Git and libgit2

Introduction to libgit2

Published 2023-03-11. Last modified 2023-07-17.
Time to read: 4 minutes.

This page is part of the git collection.

When working as a software expert witness, I normally use several programs to analyse git repositories, including Git itself, and enhancement programs such as git-fame.

Sometimes I write specialized programs for analysing certain aspects of git repos. For simple tasks, bash might be a good choice. More complex tasks are better implemented in Python (using pygit2), or Ruby (using rugged).

Avoiding GPL Contamination

Git Is the reference implementation of git functionality. Libgit2 and its language wrappers are a simplified approximation of the reference implementation. The reason libgit2 exists is that Git is published under the GPL 2.0-only license.

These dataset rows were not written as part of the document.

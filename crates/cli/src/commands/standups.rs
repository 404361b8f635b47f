//! Standup commands.

use chrono::NaiveDate;
use clap::Subcommand;

use scrum_master_client::ApiClient;
use scrum_master_core::{GenerateStandupRequest, NewStandupEntry, TeamId, UserId};

use super::{CommandError, print_json};

#[derive(Subcommand)]
pub enum StandupsAction {
    /// Most recent summaries for a team
    Summaries {
        #[arg(long)]
        team: i32,
        #[arg(long, default_value_t = 10)]
        limit: u32,
    },
    /// Submit a standup entry
    Submit {
        #[arg(long)]
        team: i32,
        #[arg(long)]
        user: i32,
        #[arg(long)]
        yesterday: Option<String>,
        #[arg(long)]
        today: Option<String>,
        #[arg(long)]
        blockers: Option<String>,
        #[arg(long)]
        notes: Option<String>,
    },
    /// Generate an AI summary of a team's standup
    Generate {
        #[arg(long)]
        team: i32,
        /// Day to summarise, YYYY-MM-DD; today when omitted
        #[arg(long)]
        date: Option<NaiveDate>,
        /// Include Jira updates in the summary
        #[arg(long)]
        jira: bool,
        /// Slack channel ID to post the summary to
        #[arg(long)]
        post_to: Option<String>,
    },
    /// Collect standup messages from a Slack channel
    Collect {
        #[arg(long)]
        team: i32,
        /// Slack channel ID
        #[arg(long)]
        channel: String,
        #[arg(long, default_value_t = 24)]
        hours: u32,
    },
    /// Post a standup reminder to a Slack channel
    Remind {
        #[arg(long)]
        team: i32,
        /// Slack channel ID
        #[arg(long)]
        channel: String,
        /// Replace the default reminder text
        #[arg(long)]
        message: Option<String>,
    },
}

pub async fn run(api: &ApiClient, action: StandupsAction) -> Result<(), CommandError> {
    let standups = api.standups();
    match action {
        StandupsAction::Summaries { team, limit } => {
            print_json(&standups.summaries(TeamId::new(team), limit).await?)
        }
        StandupsAction::Submit {
            team,
            user,
            yesterday,
            today,
            blockers,
            notes,
        } => {
            let entry = NewStandupEntry {
                user_id: UserId::new(user),
                yesterday_work: yesterday,
                today_plan: today,
                blockers,
                additional_notes: notes,
            };
            print_json(&standups.create_entry(TeamId::new(team), &entry).await?)
        }
        StandupsAction::Generate {
            team,
            date,
            jira,
            post_to,
        } => {
            let request = GenerateStandupRequest {
                team_id: TeamId::new(team),
                date,
                include_jira_updates: jira,
                slack_channel_id: post_to,
            };
            print_json(&standups.generate_summary(&request).await?)
        }
        StandupsAction::Collect {
            team,
            channel,
            hours,
        } => print_json(
            &standups
                .collect_from_slack(TeamId::new(team), &channel, hours)
                .await?,
        ),
        StandupsAction::Remind {
            team,
            channel,
            message,
        } => print_json(
            &standups
                .send_reminder(TeamId::new(team), &channel, message.as_deref())
                .await?,
        ),
    }
}
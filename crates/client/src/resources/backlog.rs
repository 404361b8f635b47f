use scrum_master_core::{
    AppliedSuggestions, BacklogFilter, BacklogItem, BacklogItemId, BacklogItemUpdate,
    BulkAnalysisStarted, ItemDeleted, NewBacklogItem, ProjectId,
};

use crate::{ApiClient, ApiError};

/// `/backlog` endpoints.
#[derive(Debug, Clone, Copy)]
pub struct BacklogClient<'a> {
    api: &'a ApiClient,
}

impl<'a> BacklogClient<'a> {
    pub(crate) const fn new(api: &'a ApiClient) -> Self {
        Self { api }
    }

    /// List a project's backlog. Unset filter fields are not sent.
    ///
    /// # Errors
    ///
    /// Returns an error if the request fails.
    pub async fn list(
        &self,
        project_id: ProjectId,
        filter: &BacklogFilter,
    ) -> Result<Vec<BacklogItem>, ApiError> {
        self.api
            .get_with_query(&format!("/backlog/projects/{project_id}/items"), filter)
            .await
    }

    /// Get a backlog item by ID.
    ///
    /// # Errors
    ///
    /// Returns an error if the request fails.
    pub async fn get(&self, id: BacklogItemId) -> Result<BacklogItem, ApiError> {
        self.api.get(&format!("/backlog/items/{id}")).await
    }

    /// Add an item to a project's backlog.
    ///
    /// # Errors
    ///
    /// Returns an error if the request fails.
    pub async fn create(
        &self,
        project_id: ProjectId,
        item: &NewBacklogItem,
    ) -> Result<BacklogItem, ApiError> {
        self.api
            .post(&format!("/backlog/projects/{project_id}/items"), item)
            .await
    }

    /// Update the set fields of an item.
    ///
    /// # Errors
    ///
    /// Returns an error if the request fails.
    pub async fn update(
        &self,
        id: BacklogItemId,
        update: &BacklogItemUpdate,
    ) -> Result<BacklogItem, ApiError> {
        self.api.put(&format!("/backlog/items/{id}"), update).await
    }

    /// Delete an item.
    ///
    /// # Errors
    ///
    /// Returns an error if the request fails.
    pub async fn delete(&self, id: BacklogItemId) -> Result<ItemDeleted, ApiError> {
        self.api.delete(&format!("/backlog/items/{id}")).await
    }

    /// Queue AI analysis of every item in a project.
    ///
    /// # Errors
    ///
    /// Returns an error if the request fails.
    pub async fn bulk_analyze(
        &self,
        project_id: ProjectId,
    ) -> Result<BulkAnalysisStarted, ApiError> {
        self.api
            .post(
                &format!("/backlog/projects/{project_id}/bulk-analyze"),
                &serde_json::json!({}),
            )
            .await
    }

    /// Apply accepted AI suggestions to an item.
    ///
    /// # Errors
    ///
    /// Returns an error if the request fails.
    pub async fn apply_suggestions(
        &self,
        id: BacklogItemId,
        suggestions: &AppliedSuggestions,
    ) -> Result<BacklogItem, ApiError> {
        self.api
            .post(&format!("/backlog/items/{id}/apply-suggestions"), suggestions)
            .await
    }
}
//! Slack-related errors.

use thiserror::Error;

/// Errors that can occur when interacting with Slack.
#[derive(Debug, Error)]
pub enum SlackError {
    /// HTTP request failed.
    #[error("Slack request failed: {0}")]
    Request(String),

    /// Failed to parse response.
    #[error("Slack response error: {0}")]
    Response(String),

    /// Slack answered with a non-success HTTP status and no error code,
    /// e.g. an HTML page from a proxy in front of the API.
    #[error("Slack returned HTTP {status}")]
    Http {
        status: u16,
        /// Parsed JSON body, or the raw text when it is not JSON.
        body: serde_json::Value,
    },

    /// Slack API returned `ok: false` with this error code.
    #[error("Slack API error: {0}")]
    Api(String),
}

impl SlackError {
    /// Slack's error code, if the API itself rejected the call.
    #[must_use]
    pub fn api_code(&self) -> Option<&str> {
        match self {
            Self::Api(code) => Some(code),
            _ => None,
        }
    }
}
//! Jira-related errors.

use thiserror::Error;

/// Errors that can occur when interacting with Jira.
#[derive(Debug, Error)]
pub enum JiraError {
    /// HTTP request failed.
    #[error("Jira request failed: {0}")]
    Request(String),

    /// Failed to parse response.
    #[error("Jira response error: {0}")]
    Response(String),

    /// Jira answered with a non-success status.
    #[error("Jira API error ({status})")]
    Api {
        status: u16,
        /// Response body as JSON, or as a string when it was not JSON.
        body: serde_json::Value,
    },
}
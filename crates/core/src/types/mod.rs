//! Core types for the Scrum Master data model.
//!
//! This module provides type-safe wrappers for identifiers and the
//! enumerated status fields used by every entity.

pub mod id;
pub mod status;

pub use id::*;
pub use status::*;
//! Records exchanged with the backend and the integration functions.
//!
//! Entities carry no invariants beyond their shape; relationships are
//! expressed only through the typed IDs in [`crate::types::id`].

pub mod agents;
pub mod ai;
pub mod analytics;
pub mod backlog;
pub mod jira;
pub mod project;
pub mod sprint;
pub mod standup;
pub mod team;

pub use agents::*;
pub use ai::*;
pub use analytics::*;
pub use backlog::*;
pub use jira::*;
pub use project::*;
pub use sprint::*;
pub use standup::*;
pub use team::*;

Libgit2 is licensed under a very permissive license (GPLv2 with a special Linking Exception). This means that you can link against the library with any kind of software without making that software fall under the GPL. Changes to libgit2 would still be covered under its GPL license. Additionally, the example code has been released to the public domain (see the separate license for more information).
 – From Libgit2 README

Projects that use a dependency with the GPL 2.0-only license are ‘contaminated’ with the terms of the license, and must themselves also be published with the same license. That would be unacceptable for most commercial entities. This article discusses the topic in depth: Open Source Licenses to Avoid - Steps to Prevent the Legal Risk [2023].

Git CLI vs. Programmatic Access

One of the major differences between using the Git command line interpreter (CLI) and using a libgit2 language binding like rugged is how state is managed. When using the Git CLI, many queries are only possible after changing the public state of the repository.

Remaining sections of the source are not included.